Mumsnet has not checked the qualifications of anyone posting here. If you need help urgently or expert advice, please see our domestic violence webguide and/or relationships webguide. Many Mumsnetters experiencing domestic abuse have found this thread helpful: Listen up, everybody

Ever feel like your husband is just not that into you?

31 replies

hereforthechat · 25/10/2021 21:27

..because I do!

My husband is just generally really unenthusiastic around me. I get one word answers and unimpressed looks but told he is "fine" if I ask what's up. He has moody vibes but says he is happy when he looks anything but! I don't think I have done anything wrong, we aren't arguing about anything... just feels like he isn't that into me. I don't really know how to resolve it when I'm told he is fine if I ask. He isn't depressed, it really does just seem to be around me. We still have sex a few times a month. He knows the days that's more likely to happen (generally the weekend) and he definitely makes more effort to talk to me on those days. This makes me feel used and like I'm only good for sex as far as he is concerned. Just not sure what I can do to improve this. It's starting to feel quite awkward. Like there's an elephant in the room that only I can see if that makes sense?!!

OP posts:
Whatliesbeneath707 · 26/10/2021 12:45

I was going to ask how does he act around other people (his friends, family or work colleagues)? If he is generally brighter/ more engaged with them, this could be an indicator. Are you sure he’s not clinically depressed? Again, it’s a tricky one to identify but does he seem to be disinterested or lacking in motivation with many different things?
As with all situations like this, the only way to move forward is communication. I would sit & have a very frank conversation with him. Explain the sex thing (see how he reacts if you don’t have sex) & I would say that you feel you are living a “half life” where there is no enjoyment or closeness from you being together. It usually goes one of two ways - either they admit they’re not happy & you start to make plans to split or he wants to try to rebuild the relationship. I would say the inertia that you currently have is not an option or sustainable.
Good luck OP.

KatherineJaneway · 26/10/2021 18:13

What would he say I you tried to organise a date night for example?
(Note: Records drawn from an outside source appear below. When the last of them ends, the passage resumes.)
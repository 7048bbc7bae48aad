//! SQLite-backed mastery record store.

use crate::db::error::DbError;
use chrono::Utc;
use rusqlite::{params, Connection, OptionalExtension};
use std::path::Path;
use std::sync::{Mutex, MutexGuard};
use wordmatch_core::{MasteryRecord, MasteryStore, StoreError};

type Result<T> = std::result::Result<T, DbError>;

/// SQLite implementation of [`MasteryStore`].
pub struct SqliteMasteryStore {
    conn: Mutex<Connection>,
}

impl SqliteMasteryStore {
    /// Open database at path, creating if necessary.
    pub fn open<P: AsRef<Path>>(path: P) -> Result<Self> {
        let conn = Connection::open(path)?;
        let store = Self {
            conn: Mutex::new(conn),
        };
        store.initialize()?;
        Ok(store)
    }

    /// Open in-memory database (for testing).
    pub fn open_in_memory() -> Result<Self> {
        let conn = Connection::open_in_memory()?;
        let store = Self {
            conn: Mutex::new(conn),
        };
        store.initialize()?;
        Ok(store)
    }

    fn initialize(&self) -> Result<()> {
        let conn = self.conn()?;
        conn.execute_batch(super::schema::SCHEMA)?;
        conn.execute_batch(super::schema::INIT_SCHEMA_VERSION)?;
        Ok(())
    }

    fn conn(&self) -> Result<MutexGuard<'_, Connection>> {
        self.conn.lock().map_err(|_| DbError::Poisoned)
    }

    pub fn schema_version(&self) -> Result<i32> {
        self.conn()?
            .query_row("SELECT MAX(version) FROM schema_version", [], |row| row.get(0))
            .map_err(Into::into)
    }

    /// Insert or overwrite a record, progress included.
    pub fn put(&self, record: &MasteryRecord) -> Result<()> {
        let now = Utc::now().to_rfc3339();
        self.conn()?.execute(
            "INSERT INTO mastery_records (pair_id, translation, success_count, created_at, updated_at)
             VALUES (?1, ?2, ?3, ?4, ?4)
             ON CONFLICT(pair_id) DO UPDATE SET
                translation = excluded.translation,
                success_count = excluded.success_count,
                updated_at = excluded.updated_at",
            params![record.pair_id, record.translation, record.success_count, now],
        )?;
        Ok(())
    }

    fn row_to_record(row: &rusqlite::Row) -> rusqlite::Result<MasteryRecord> {
        Ok(MasteryRecord {
            pair_id: row.get(0)?,
            translation: row.get(1)?,
            success_count: row.get(2)?,
        })
    }

    fn get_record(&self, pair_id: &str) -> Result<Option<MasteryRecord>> {
        self.conn()?
            .query_row(
                "SELECT pair_id, translation, success_count FROM mastery_records WHERE pair_id = ?1",
                params![pair_id],
                Self::row_to_record,
            )
            .optional()
            .map_err(Into::into)
    }

    fn insert_record(&self, record: &MasteryRecord) -> Result<bool> {
        let now = Utc::now().to_rfc3339();
        let inserted = self.conn()?.execute(
            "INSERT OR IGNORE INTO mastery_records (pair_id, translation, success_count, created_at, updated_at)
             VALUES (?1, ?2, ?3, ?4, ?4)",
            params![record.pair_id, record.translation, record.success_count, now],
        )?;
        Ok(inserted > 0)
    }

    fn increment(&self, pair_id: &str) -> Result<Option<u32>> {
        let now = Utc::now().to_rfc3339();
        self.conn()?
            .query_row(
                "UPDATE mastery_records SET success_count = success_count + 1, updated_at = ?2
                 WHERE pair_id = ?1
                 RETURNING success_count",
                params![pair_id, now],
                |row| row.get(0),
            )
            .optional()
            .map_err(Into::into)
    }

    fn delete_record(&self, pair_id: &str) -> Result<bool> {
        let deleted = self.conn()?.execute(
            "DELETE FROM mastery_records WHERE pair_id = ?1",
            params![pair_id],
        )?;
        Ok(deleted > 0)
    }

    fn all_records(&self) -> Result<Vec<MasteryRecord>> {
        let conn = self.conn()?;
        let mut stmt = conn.prepare(
            "SELECT pair_id, translation, success_count FROM mastery_records
             ORDER BY updated_at ASC, pair_id ASC",
        )?;

        let records = stmt
            .query_map([], Self::row_to_record)?
            .collect::<std::result::Result<Vec<_>, _>>()?;

        Ok(records)
    }

    fn count_records(&self) -> Result<usize> {
        let count: i64 = self
            .conn()?
            .query_row("SELECT COUNT(*) FROM mastery_records", [], |row| row.get(0))?;
        usize::try_from(count).map_err(|_| DbError::InvalidData(format!("negative count {count}")))
    }
}

impl MasteryStore for SqliteMasteryStore {
    fn get(&self, pair_id: &str) -> std::result::Result<Option<MasteryRecord>, StoreError> {
        Ok(self.get_record(pair_id)?)
    }

    fn insert_if_absent(&self, record: &MasteryRecord) -> std::result::Result<bool, StoreError> {
        Ok(self.insert_record(record)?)
    }

    fn increment_success(&self, pair_id: &str) -> std::result::Result<Option<u32>, StoreError> {
        Ok(self.increment(pair_id)?)
    }

    fn delete(&self, pair_id: &str) -> std::result::Result<bool, StoreError> {
        Ok(self.delete_record(pair_id)?)
    }

    fn list_all(&self) -> std::result::Result<Vec<MasteryRecord>, StoreError> {
        Ok(self.all_records()?)
    }

    fn count(&self) -> std::result::Result<usize, StoreError> {
        Ok(self.count_records()?)
    }
}

#[cfg(test)]
mod tests {
    use super::*;
    use crate::db::schema::SCHEMA_VERSION;
    use pretty_assertions::assert_eq;
    use wordmatch_core::MasteryTracker;

    fn store() -> SqliteMasteryStore {
        SqliteMasteryStore::open_in_memory().unwrap()
    }

    #[test]
    fn schema_version_is_recorded() {
        assert_eq!(store().schema_version().unwrap(), SCHEMA_VERSION);
    }

    #[test]
    fn insert_if_absent_is_idempotent() {
        let store = store();
        assert!(store.insert_if_absent(&MasteryRecord::new("cat", "猫")).unwrap());
        store.increment_success("cat").unwrap();
        assert!(!store.insert_if_absent(&MasteryRecord::new("cat", "ねこ")).unwrap());

        let record = store.get("cat").unwrap().unwrap();
        assert_eq!(record.success_count, 1);
        assert_eq!(record.translation, "猫");
    }

    #[test]
    fn increment_returns_new_count() {
        let store = store();
        store.insert_if_absent(&MasteryRecord::new("dog", "犬")).unwrap();
        assert_eq!(store.increment_success("dog").unwrap(), Some(1));
        assert_eq!(store.increment_success("dog").unwrap(), Some(2));
    }

    #[test]
    fn increment_missing_is_none() {
        assert_eq!(store().increment_success("ghost").unwrap(), None);
    }

    #[test]
    fn delete_and_count() {
        let store = store();
        store.insert_if_absent(&MasteryRecord::new("cat", "猫")).unwrap();
        store.insert_if_absent(&MasteryRecord::new("dog", "犬")).unwrap();
        assert_eq!(store.count().unwrap(), 2);

        assert!(store.delete("cat").unwrap());
        assert!(!store.delete("cat").unwrap());
        assert_eq!(store.count().unwrap(), 1);
        assert_eq!(store.get("cat").unwrap(), None);
    }

    #[test]
    fn put_overwrites_progress() {
        let store = store();
        store
            .put(&MasteryRecord {
                pair_id: "dog".to_string(),
                translation: "犬".to_string(),
                success_count: 9,
            })
            .unwrap();
        assert_eq!(store.get("dog").unwrap().unwrap().success_count, 9);
    }

    #[test]
    fn list_all_returns_every_record() {
        let store = store();
        for (term, translation) in [("cat", "猫"), ("dog", "犬"), ("book", "本")] {
            store
                .insert_if_absent(&MasteryRecord::new(term, translation))
                .unwrap();
        }
        let mut ids: Vec<String> = store
            .list_all()
            .unwrap()
            .into_iter()
            .map(|r| r.pair_id)
            .collect();
        ids.sort();
        assert_eq!(ids, vec!["book", "cat", "dog"]);
    }

    #[test]
    fn graduation_through_tracker() {
        let tracker = MasteryTracker::new(store());
        tracker.record_miss("dog", "犬").unwrap();
        let mut count = 0;
        for _ in 0..10 {
            count = tracker.record_success("dog").unwrap();
        }
        assert!(tracker.graduation_candidate(count));
        assert!(tracker.confirm_graduation("dog").unwrap());
        assert_eq!(tracker.store().count().unwrap(), 0);
    }

    #[test]
    fn open_on_disk_persists() {
        let dir = std::env::temp_dir().join(format!("wordmatch-test-{}", uuid::Uuid::new_v4()));
        std::fs::create_dir_all(&dir).unwrap();
        let path = dir.join("mastery.db");
        {
            let store = SqliteMasteryStore::open(&path).unwrap();
            store.insert_if_absent(&MasteryRecord::new("cat", "猫")).unwrap();
        }
        let reopened = SqliteMasteryStore::open(&path).unwrap();
        assert_eq!(reopened.count().unwrap(), 1);
        std::fs::remove_dir_all(&dir).ok();
    }
}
1MillionDollars · 26/10/2021 18:49

I think you're flogging a dead horse. Hard to accept but I doubt he will change until you mention divorce and even after that the changes might be short lived.
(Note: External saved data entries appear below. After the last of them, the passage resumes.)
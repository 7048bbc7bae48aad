//! Round timer evaluated on demand.

use chrono::{DateTime, Duration, Utc};

/// Start time and limit of a round. Nothing runs in the background; callers
/// pass the current time in.
#[derive(Debug, Clone, Copy, PartialEq, Eq)]
pub struct SessionClock {
    started_at: DateTime<Utc>,
    time_limit: Duration,
}

impl SessionClock {
    pub fn new(started_at: DateTime<Utc>, time_limit: Duration) -> Self {
        Self {
            started_at,
            time_limit,
        }
    }

    pub fn started_at(&self) -> DateTime<Utc> {
        self.started_at
    }

    pub fn time_limit(&self) -> Duration {
        self.time_limit
    }

    pub fn elapsed(&self, now: DateTime<Utc>) -> Duration {
        (now - self.started_at).max(Duration::zero())
    }

    /// Time left, clamped to zero.
    pub fn remaining(&self, now: DateTime<Utc>) -> Duration {
        (self.time_limit - self.elapsed(now)).max(Duration::zero())
    }

    pub fn expired(&self, now: DateTime<Utc>) -> bool {
        now - self.started_at >= self.time_limit
    }
}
Talk to him, try to tell him how you feel and go from there. If things don't change you will eventually be much happier on your own than feeling unimportant and worthless. Projecting now, but that's how you'll start to feel.

Good luck.

Outfoxedbyrabbits · 26/10/2021 20:26

I'm going to push him for an answer as to why he is being off with me, I'm fairly certain it's because he hasn't had sex for a few weeks.

I would probably approach it slightly differently to this. Rather than asking him for an answer, I'd tell him my interpretation of the situation. Something like, "I'm aware we've not had sex for a while due to one thing and another, and I've noticed this coincides with you being terribly uninterested in me. I know that you generally make more of an effort with me in days you think you're more likely to have sex and to be honest it makes me feel very used. You don't seem to bother trying to connect with me for any other reason. I feel like we don't have a relationship. I'd love it if we could reconnect as a couple outside of the bedroom (and inside it). I want to go out for nice meals with you, take walks together, cook posh food at home over a glass of wine, go out to see the new Bond movie, make plans for when the kids leave home. I want us to be a couple. What do you want?"

QueenDanu · 26/10/2021 20:28

He sounds horrible. I think saying it's run its course is an understatement.

desperatehousewife21 · 29/10/2021 06:56

hereforthechat how’s things been over the past few days?